Activity
Lines with "false" in them are to be located in the listing below and copied.

Supplied information
---------------

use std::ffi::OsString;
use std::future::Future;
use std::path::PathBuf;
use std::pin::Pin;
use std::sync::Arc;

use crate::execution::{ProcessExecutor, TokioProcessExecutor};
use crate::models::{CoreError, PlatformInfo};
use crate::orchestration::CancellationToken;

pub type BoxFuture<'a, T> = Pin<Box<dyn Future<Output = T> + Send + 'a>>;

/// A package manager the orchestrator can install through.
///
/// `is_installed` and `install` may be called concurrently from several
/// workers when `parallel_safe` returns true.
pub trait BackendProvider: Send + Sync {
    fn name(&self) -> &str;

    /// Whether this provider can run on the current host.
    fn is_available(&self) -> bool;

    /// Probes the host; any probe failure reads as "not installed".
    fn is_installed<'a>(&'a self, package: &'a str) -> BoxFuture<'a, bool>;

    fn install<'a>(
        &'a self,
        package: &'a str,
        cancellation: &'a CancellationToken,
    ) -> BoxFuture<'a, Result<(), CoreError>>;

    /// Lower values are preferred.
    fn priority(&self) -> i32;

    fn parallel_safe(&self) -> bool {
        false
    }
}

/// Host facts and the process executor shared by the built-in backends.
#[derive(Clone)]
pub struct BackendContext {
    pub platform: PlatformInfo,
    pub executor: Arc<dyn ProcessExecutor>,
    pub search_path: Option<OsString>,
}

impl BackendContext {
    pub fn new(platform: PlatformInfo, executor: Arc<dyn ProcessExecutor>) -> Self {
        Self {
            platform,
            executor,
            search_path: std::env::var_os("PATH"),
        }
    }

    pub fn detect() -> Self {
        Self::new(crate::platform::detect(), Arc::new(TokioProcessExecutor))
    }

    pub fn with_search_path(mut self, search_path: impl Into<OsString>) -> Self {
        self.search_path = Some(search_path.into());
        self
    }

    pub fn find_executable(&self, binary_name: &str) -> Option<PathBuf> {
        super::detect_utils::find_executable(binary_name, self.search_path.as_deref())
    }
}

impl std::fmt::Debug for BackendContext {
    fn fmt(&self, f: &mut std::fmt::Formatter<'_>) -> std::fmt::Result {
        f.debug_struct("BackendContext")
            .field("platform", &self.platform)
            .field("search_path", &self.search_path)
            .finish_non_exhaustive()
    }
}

---------------

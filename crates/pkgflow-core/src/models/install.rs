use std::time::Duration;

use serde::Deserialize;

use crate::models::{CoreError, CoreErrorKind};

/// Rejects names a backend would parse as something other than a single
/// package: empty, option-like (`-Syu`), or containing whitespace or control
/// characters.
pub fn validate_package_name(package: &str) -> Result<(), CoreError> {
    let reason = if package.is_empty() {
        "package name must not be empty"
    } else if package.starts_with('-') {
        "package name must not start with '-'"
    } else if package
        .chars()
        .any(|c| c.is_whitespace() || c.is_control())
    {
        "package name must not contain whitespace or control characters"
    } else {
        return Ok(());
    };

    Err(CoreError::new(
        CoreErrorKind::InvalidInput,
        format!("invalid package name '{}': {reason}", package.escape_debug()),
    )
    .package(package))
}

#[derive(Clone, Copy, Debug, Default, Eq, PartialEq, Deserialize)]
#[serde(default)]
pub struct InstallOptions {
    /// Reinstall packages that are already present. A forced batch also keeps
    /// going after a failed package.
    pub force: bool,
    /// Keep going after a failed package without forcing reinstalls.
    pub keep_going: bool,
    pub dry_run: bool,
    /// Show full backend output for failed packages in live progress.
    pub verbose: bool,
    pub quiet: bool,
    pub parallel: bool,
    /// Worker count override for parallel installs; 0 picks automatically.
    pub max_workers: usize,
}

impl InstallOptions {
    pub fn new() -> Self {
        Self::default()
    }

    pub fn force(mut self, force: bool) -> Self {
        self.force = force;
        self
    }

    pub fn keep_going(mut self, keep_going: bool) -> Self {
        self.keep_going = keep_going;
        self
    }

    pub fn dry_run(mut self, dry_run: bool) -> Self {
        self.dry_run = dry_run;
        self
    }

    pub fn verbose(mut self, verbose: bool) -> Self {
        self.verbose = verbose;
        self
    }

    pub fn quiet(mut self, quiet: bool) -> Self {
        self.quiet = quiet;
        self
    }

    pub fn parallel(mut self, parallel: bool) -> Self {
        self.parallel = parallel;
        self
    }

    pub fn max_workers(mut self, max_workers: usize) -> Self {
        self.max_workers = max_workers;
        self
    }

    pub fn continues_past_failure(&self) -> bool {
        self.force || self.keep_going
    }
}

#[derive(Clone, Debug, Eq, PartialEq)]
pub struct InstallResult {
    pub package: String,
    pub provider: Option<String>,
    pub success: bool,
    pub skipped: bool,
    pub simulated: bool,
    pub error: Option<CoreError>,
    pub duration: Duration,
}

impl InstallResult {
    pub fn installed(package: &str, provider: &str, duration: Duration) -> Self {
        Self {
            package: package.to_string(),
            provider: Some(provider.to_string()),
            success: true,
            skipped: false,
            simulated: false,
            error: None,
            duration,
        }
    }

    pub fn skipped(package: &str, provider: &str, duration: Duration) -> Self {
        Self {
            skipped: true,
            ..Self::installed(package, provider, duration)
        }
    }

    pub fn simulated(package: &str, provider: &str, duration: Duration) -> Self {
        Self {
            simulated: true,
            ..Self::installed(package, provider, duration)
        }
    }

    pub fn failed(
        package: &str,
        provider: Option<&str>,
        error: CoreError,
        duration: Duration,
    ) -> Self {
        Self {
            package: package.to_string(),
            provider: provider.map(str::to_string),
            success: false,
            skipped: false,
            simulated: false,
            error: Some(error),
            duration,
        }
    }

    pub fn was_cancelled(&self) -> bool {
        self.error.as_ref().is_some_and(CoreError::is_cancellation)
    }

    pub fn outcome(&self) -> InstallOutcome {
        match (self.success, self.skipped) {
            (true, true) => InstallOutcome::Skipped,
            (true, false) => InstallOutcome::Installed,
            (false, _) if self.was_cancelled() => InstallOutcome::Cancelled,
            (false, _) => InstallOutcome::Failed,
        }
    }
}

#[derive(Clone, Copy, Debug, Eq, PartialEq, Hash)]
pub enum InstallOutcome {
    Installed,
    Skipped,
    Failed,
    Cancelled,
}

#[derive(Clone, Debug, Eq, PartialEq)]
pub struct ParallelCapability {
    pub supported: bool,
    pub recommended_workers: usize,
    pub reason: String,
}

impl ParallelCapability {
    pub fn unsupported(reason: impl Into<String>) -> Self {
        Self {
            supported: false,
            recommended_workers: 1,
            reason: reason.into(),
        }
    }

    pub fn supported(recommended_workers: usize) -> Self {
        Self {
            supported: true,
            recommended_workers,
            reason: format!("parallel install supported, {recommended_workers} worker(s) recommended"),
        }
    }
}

---------------

Response box
        false
            skipped: false,
            simulated: false,
            success: false,
            skipped: false,
            simulated: false,
            (true, false) => InstallOutcome::Installed,
            (false, _) if self.was_cancelled() => InstallOutcome::Cancelled,
            (false, _) => InstallOutcome::Failed,
            supported: false,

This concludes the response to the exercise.